▶ What you are asked to do: Filter these entries so that only lines with the word "warn" remain.

Supplied records section start

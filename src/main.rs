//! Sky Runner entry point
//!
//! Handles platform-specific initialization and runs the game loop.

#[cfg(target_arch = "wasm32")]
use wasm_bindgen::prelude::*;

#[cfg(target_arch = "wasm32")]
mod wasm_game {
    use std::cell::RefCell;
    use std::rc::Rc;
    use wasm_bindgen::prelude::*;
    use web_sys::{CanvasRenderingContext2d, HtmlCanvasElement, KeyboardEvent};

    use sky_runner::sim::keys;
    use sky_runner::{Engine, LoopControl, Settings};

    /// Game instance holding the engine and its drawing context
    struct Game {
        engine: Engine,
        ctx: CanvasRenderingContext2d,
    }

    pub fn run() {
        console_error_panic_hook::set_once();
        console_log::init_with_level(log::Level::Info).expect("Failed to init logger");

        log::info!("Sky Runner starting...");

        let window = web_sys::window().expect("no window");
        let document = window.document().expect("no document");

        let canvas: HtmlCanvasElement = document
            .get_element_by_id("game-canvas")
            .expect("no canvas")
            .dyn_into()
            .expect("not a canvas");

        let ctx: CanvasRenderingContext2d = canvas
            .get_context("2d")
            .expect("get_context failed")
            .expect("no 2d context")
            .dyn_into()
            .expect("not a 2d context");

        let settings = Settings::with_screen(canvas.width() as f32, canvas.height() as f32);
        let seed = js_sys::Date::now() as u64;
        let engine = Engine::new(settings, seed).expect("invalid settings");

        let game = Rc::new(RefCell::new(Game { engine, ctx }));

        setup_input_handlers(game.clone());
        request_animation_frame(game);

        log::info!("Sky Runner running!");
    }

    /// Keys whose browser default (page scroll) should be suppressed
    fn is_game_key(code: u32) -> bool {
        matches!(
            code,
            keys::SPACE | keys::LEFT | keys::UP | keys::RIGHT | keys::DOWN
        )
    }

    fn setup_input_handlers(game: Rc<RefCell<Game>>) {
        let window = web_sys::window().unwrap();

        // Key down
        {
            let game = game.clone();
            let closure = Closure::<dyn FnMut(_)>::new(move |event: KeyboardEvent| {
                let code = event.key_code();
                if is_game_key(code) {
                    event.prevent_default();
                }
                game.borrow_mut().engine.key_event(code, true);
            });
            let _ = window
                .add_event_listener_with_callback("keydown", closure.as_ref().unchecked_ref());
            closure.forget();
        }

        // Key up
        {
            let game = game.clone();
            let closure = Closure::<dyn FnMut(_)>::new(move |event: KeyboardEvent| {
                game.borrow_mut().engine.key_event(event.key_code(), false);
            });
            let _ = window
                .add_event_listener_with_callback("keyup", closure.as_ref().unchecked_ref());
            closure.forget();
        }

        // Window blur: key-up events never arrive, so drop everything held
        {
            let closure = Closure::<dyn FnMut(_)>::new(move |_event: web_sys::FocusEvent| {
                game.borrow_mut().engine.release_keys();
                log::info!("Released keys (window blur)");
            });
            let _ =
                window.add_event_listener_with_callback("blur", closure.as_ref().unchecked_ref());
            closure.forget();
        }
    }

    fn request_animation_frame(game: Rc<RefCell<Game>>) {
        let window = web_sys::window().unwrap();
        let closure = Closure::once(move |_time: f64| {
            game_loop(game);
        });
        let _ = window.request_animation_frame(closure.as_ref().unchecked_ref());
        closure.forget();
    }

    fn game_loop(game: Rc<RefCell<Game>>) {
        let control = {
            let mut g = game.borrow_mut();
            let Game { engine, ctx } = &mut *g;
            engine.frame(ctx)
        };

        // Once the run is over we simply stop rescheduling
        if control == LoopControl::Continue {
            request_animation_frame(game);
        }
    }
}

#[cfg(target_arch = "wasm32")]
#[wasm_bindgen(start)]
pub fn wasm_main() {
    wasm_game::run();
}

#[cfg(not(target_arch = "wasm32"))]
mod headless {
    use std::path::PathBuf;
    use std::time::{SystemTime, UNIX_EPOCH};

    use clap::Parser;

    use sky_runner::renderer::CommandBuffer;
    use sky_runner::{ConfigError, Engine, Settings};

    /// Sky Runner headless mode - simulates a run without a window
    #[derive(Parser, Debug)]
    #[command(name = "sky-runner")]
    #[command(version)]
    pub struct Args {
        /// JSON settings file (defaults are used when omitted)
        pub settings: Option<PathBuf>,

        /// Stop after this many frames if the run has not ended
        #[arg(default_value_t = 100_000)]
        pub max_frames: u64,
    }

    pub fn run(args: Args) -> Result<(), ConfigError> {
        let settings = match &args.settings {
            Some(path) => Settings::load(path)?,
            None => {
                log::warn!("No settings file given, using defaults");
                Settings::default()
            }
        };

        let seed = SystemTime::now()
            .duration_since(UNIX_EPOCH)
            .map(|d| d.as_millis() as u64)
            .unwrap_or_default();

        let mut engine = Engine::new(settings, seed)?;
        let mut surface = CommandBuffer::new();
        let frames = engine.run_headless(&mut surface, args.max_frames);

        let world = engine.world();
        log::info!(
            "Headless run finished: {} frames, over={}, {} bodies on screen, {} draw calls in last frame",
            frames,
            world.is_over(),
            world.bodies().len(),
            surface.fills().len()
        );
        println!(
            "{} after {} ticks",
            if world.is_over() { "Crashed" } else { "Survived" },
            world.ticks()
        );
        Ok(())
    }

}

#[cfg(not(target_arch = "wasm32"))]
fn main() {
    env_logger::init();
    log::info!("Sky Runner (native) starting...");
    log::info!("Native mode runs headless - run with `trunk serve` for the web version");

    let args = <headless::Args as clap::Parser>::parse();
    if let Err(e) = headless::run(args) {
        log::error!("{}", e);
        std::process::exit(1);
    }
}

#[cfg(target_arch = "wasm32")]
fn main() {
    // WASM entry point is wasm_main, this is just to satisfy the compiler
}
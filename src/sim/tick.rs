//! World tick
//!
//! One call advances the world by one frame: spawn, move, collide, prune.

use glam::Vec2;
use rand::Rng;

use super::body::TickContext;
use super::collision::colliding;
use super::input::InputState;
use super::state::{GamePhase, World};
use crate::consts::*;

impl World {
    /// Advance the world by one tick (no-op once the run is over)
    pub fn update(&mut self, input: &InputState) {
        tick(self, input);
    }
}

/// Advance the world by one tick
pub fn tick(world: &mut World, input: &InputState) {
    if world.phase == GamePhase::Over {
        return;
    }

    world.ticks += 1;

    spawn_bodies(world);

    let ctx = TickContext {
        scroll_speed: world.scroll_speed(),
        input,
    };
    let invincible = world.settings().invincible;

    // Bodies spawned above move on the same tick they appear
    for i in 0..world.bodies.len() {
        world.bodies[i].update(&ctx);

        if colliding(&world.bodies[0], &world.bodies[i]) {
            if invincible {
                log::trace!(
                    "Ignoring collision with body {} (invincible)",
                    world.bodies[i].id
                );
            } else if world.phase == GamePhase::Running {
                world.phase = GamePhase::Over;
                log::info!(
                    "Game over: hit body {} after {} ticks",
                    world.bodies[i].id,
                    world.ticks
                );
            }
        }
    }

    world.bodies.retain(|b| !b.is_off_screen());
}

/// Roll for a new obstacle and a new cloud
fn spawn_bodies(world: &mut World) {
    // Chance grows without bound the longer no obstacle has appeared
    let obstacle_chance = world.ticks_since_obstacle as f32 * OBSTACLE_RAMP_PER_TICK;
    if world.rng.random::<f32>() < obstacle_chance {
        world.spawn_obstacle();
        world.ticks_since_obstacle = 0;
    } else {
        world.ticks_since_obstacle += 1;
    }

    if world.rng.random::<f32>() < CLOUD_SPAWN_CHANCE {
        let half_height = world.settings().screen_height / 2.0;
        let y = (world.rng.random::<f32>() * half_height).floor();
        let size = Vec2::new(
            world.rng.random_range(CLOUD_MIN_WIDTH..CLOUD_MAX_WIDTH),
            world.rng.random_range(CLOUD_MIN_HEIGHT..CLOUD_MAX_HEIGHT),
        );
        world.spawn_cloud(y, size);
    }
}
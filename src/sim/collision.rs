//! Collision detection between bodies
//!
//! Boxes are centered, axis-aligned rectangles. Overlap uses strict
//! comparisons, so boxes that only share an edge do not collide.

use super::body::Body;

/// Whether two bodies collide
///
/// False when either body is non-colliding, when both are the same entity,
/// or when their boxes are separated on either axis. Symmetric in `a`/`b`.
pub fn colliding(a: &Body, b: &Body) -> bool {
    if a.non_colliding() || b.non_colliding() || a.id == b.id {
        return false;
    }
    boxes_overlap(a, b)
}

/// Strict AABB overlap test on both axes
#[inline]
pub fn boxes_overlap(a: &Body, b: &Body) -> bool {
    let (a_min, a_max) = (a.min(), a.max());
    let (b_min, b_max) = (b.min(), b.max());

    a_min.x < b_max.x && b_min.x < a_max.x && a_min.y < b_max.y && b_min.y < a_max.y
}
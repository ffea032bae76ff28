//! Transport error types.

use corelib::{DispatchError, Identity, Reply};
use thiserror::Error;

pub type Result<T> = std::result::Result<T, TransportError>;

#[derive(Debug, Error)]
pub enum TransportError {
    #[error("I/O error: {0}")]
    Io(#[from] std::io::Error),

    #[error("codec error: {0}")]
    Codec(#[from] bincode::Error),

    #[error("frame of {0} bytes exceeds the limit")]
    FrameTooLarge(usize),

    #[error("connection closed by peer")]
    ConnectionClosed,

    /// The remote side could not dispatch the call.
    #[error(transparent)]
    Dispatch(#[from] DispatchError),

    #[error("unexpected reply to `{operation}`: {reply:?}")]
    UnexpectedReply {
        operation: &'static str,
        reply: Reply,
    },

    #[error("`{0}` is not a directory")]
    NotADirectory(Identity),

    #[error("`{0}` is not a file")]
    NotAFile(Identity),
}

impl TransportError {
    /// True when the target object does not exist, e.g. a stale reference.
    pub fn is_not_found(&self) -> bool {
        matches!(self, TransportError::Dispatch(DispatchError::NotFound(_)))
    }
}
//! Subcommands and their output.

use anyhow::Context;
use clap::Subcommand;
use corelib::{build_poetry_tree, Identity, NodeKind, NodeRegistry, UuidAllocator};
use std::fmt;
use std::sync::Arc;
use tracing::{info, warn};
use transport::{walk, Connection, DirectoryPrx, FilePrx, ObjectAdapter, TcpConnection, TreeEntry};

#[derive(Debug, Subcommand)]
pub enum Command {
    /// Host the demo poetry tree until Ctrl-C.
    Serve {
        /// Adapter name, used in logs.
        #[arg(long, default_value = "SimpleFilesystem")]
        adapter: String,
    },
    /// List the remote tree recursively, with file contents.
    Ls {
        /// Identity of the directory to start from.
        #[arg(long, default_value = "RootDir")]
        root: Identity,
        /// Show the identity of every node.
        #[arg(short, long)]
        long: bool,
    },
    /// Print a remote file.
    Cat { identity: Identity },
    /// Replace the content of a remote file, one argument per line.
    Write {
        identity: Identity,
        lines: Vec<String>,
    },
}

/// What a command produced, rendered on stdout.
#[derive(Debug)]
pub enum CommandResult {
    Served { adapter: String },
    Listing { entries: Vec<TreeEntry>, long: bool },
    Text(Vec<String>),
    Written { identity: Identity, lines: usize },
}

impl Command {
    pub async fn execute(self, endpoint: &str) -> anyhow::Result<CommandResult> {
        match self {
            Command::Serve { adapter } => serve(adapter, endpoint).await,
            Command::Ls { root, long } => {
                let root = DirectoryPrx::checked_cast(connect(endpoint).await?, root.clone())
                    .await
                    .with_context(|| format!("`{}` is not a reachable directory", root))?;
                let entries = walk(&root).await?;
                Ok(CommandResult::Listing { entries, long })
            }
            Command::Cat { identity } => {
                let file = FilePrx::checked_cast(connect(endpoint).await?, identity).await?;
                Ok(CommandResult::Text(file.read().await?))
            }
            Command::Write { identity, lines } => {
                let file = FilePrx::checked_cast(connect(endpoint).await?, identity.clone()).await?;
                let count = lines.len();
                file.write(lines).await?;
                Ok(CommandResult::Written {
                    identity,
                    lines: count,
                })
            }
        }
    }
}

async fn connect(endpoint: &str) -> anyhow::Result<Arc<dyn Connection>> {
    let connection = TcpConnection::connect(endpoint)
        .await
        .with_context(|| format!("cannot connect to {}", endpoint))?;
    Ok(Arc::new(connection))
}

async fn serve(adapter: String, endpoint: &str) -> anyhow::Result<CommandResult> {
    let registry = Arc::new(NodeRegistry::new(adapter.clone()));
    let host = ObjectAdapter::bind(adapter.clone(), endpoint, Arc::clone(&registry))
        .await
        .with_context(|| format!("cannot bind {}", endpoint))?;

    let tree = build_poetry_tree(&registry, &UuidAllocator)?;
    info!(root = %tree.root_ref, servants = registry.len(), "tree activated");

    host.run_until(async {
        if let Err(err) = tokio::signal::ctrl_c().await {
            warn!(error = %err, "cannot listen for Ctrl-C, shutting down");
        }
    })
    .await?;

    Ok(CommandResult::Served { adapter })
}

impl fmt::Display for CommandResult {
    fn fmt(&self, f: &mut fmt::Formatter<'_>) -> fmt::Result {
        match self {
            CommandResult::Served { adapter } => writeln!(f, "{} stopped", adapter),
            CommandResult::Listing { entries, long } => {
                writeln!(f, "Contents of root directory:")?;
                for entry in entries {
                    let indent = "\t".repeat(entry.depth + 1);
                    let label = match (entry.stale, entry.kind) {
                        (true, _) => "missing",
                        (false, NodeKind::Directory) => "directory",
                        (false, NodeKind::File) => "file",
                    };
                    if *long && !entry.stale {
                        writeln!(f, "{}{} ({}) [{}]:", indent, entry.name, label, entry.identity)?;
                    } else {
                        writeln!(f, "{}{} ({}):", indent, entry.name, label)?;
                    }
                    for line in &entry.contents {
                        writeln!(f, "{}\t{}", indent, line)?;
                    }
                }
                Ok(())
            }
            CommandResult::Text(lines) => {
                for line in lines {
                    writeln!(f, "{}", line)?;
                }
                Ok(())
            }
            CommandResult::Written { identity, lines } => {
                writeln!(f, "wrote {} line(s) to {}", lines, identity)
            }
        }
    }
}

Supplied records section end

▶ Solution below:
                log::warn!("No settings file given, using defaults");
use tracing::{info, warn};
            warn!(error = %err, "cannot listen for Ctrl-C, shutting down");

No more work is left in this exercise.